September 11, 2019
At the age of 19, his interest in traveling led to one of the most memorable adventures of his lifetime.
After his first year of college, he set out to travel across the United States on his bicycle.
“I was interested in seeing new places,” geography professor Matt Ebiner said. “I was in good shape so I decided to ride my bicycle across the country.”
His adventure started from the Mexican American border of Pacific and 48 days, 4,000 miles later he finished at the American Canadian border of Atlantic.
“I did it by myself,” Ebiner said. “I did not have much money so I’d camp down in people’s houses.”
With no knowledge on who lived in what house, Ebiner added that he would knock on random houses and ask to camp out in their yards for the night.
“I met a lot of people and saw a lot of things,” he said. “I may be realized that the USA is a miracle country with all different landscapes and nice people we have.”
For more than 30 years, Ebiner has been teaching geography at El Camino College and has visited a total of 154 countries, but his goal is to visit all 195 countries in the world to share the experiences with his students.

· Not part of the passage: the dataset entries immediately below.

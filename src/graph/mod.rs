//! Threaded computation-graph runtime.
//!
//! Steps compute typed outputs from typed inputs. Connections bind an output
//! slot of one step to an input slot of another and share the output's
//! [`DataObject`]. Triggers decide *when* steps compute: a root trigger owns a
//! worker thread and fires on its [`LoopMode`]; other triggers fire only
//! through propagation from upstream triggers.
//!
//! # Architecture
//!
//! ```text
//! [root trigger A] ──fires──► step1 ──► step2        (A's listeners)
//!        │
//!        └──wave──► [trigger B] ──fires──► step3     (B listens downstream of A)
//! ```
//!
//! # Design
//!
//! - **Network owns everything**: steps, connections and triggers are reached by id.
//! - **Structure is frozen while running**: edits return `GraphError::Running`.
//! - **Copy-on-read**: a step sees a snapshot of its inputs; writes never block readers for long.
//! - **No queued firings**: a busy trigger drops the firing and reports a skipped cycle.
//! - **Faults stay local**: a faulted step is skipped until reset; its siblings keep running.

pub mod connection;
pub mod data;
pub mod error;
pub mod fault;
pub mod id;
pub mod loop_mode;
pub mod network;
pub mod slot;
pub mod stats;
pub mod step;
pub mod steps;
pub mod transport;
pub mod trigger;
pub mod worker;

mod sync;

pub use connection::Connection;
pub use data::{DataObject, DataType, DataValue, Matrix};
pub use error::{ComputeError, GraphError, GraphResult, WorkerError};
pub use fault::{ChannelFaultSink, Fault, FaultSink, LogFaultSink, NullFaultSink};
pub use id::{ConnectionId, StepId, TriggerId};
pub use loop_mode::{CyclePlan, LoopMode, FIRST_CYCLE_DELTA};
pub use network::Network;
pub use slot::{SlotDescriptor, SlotDirection};
pub use stats::{StepStatsSnapshot, TriggerStatsSnapshot};
pub use step::{CycleInfo, Step, StepCell, StepContext, StepOutcome, StepState};
pub use transport::{loopback, LoopbackReader, LoopbackWriter, SampleReader, SampleWriter, TransportError};
pub use trigger::{LoopSignal, Trigger, TriggerOutcome, WaveSummary};
pub use worker::{CallFunctionWorker, LoopTask, LoopedWorker, StopToken, WorkerState};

But with plans to visit all the remaining countries, it requires a lot of time.
“The next country I am not sure yet because in my free time I am leading the trips for other people,” Ebiner said. “Maybe I will try to go to the Maldives, also I haven’t been to East Timor yet.”
Ebiner has been to places like Tajikistan, Sri Lanka, New Zealand, and even Iceland.
“I really like New Zealand; a lot for its nature, but there are so many countries that I enjoy,” Ebiner said. “I enjoyed Iceland’s beautiful nature and culturally I am interested in India.”
Ebiner’s passion for travel led him to create his own tour company, GeoTours, which organizes tours to different countries for everybody.
He founded his tour company in 2010 and characterizes his business with his second full-time job.
“It keeps me busy and is a kind of extension of my geography teaching,” Ebiner said. “It is a way for me to use my knowledge and experience to have a business, but it is very rewarding because I can get a share with other people.”
ECC geography professor, Julienne Gard, met Matt Ebiner in 1999 through Los Angeles Geographical Society.
“Matt [is] the most travel[ed] person I have ever met,” Gard said. “He is probably the best lecturer and storyteller; he can weave a narrative in this gentle soft-spoken way and it is captivating in something so magical about his presentation in class.”
Gard added that she went with him to Iceland in 2012 and is going on her next trip to Cuba, in February, with Ebiner through GeoTours.
“It is a smaller group, great adventure with an educator,” Gard said. “He is there explaining everything in a political and economic way, texture and the landscape.”
After Cuba, Gard plans on going to Peru with Ebiner as well.
Ebiner’s interests don’t just stop at traveling, but he is also interested in photography and uses his photos in geography classes so that students better perceive information.
“He is an A-class photographer and has been published in magazines,” Gard said. “Of course in his class setting, as well with all photographs that he takes by himself, you feel like you have been in these places when you attend one of his lectures.”
ECC earth and science professor, Joseph Holliday, who worked with Ebiner for 28 years said he is a very well-liked professor and students are happy to attend his lectures.
“He is very enthusiastic and students like it,” Holliday said. “He is always the No.1 that students look for, as teachers and professors.”
Holliday added that Ebiner is very organized for his classes and it even helps international students because he uses presentations with photographs to understand better material.
“He organized his classroom with guides and notes,” Holliday said. “Projector notes [help] for students whose English is a second language, so they really like his class.”
His colleague Holliday has also traveled around the world with Ebiner.
“I traveled with him during vacations,” said Holliday. “I have been in Guatemala, Central Asian like Kazakhstan, Serbia, Montenegro; it is fun.”
Ebiner wants to get more people involved with being more aware and interested in the world around them through his class.
“I like to share what I think is important as a teacher,” Ebiner said. “My teaching hopefully helps people better understand the world.”
With hopes on more people joining geography, he said he wants people to be more excited about the world they are living in.
“People so often focus only on work and school, it is a very tiny area they spend their life, but there are so many other experiences waiting for them.”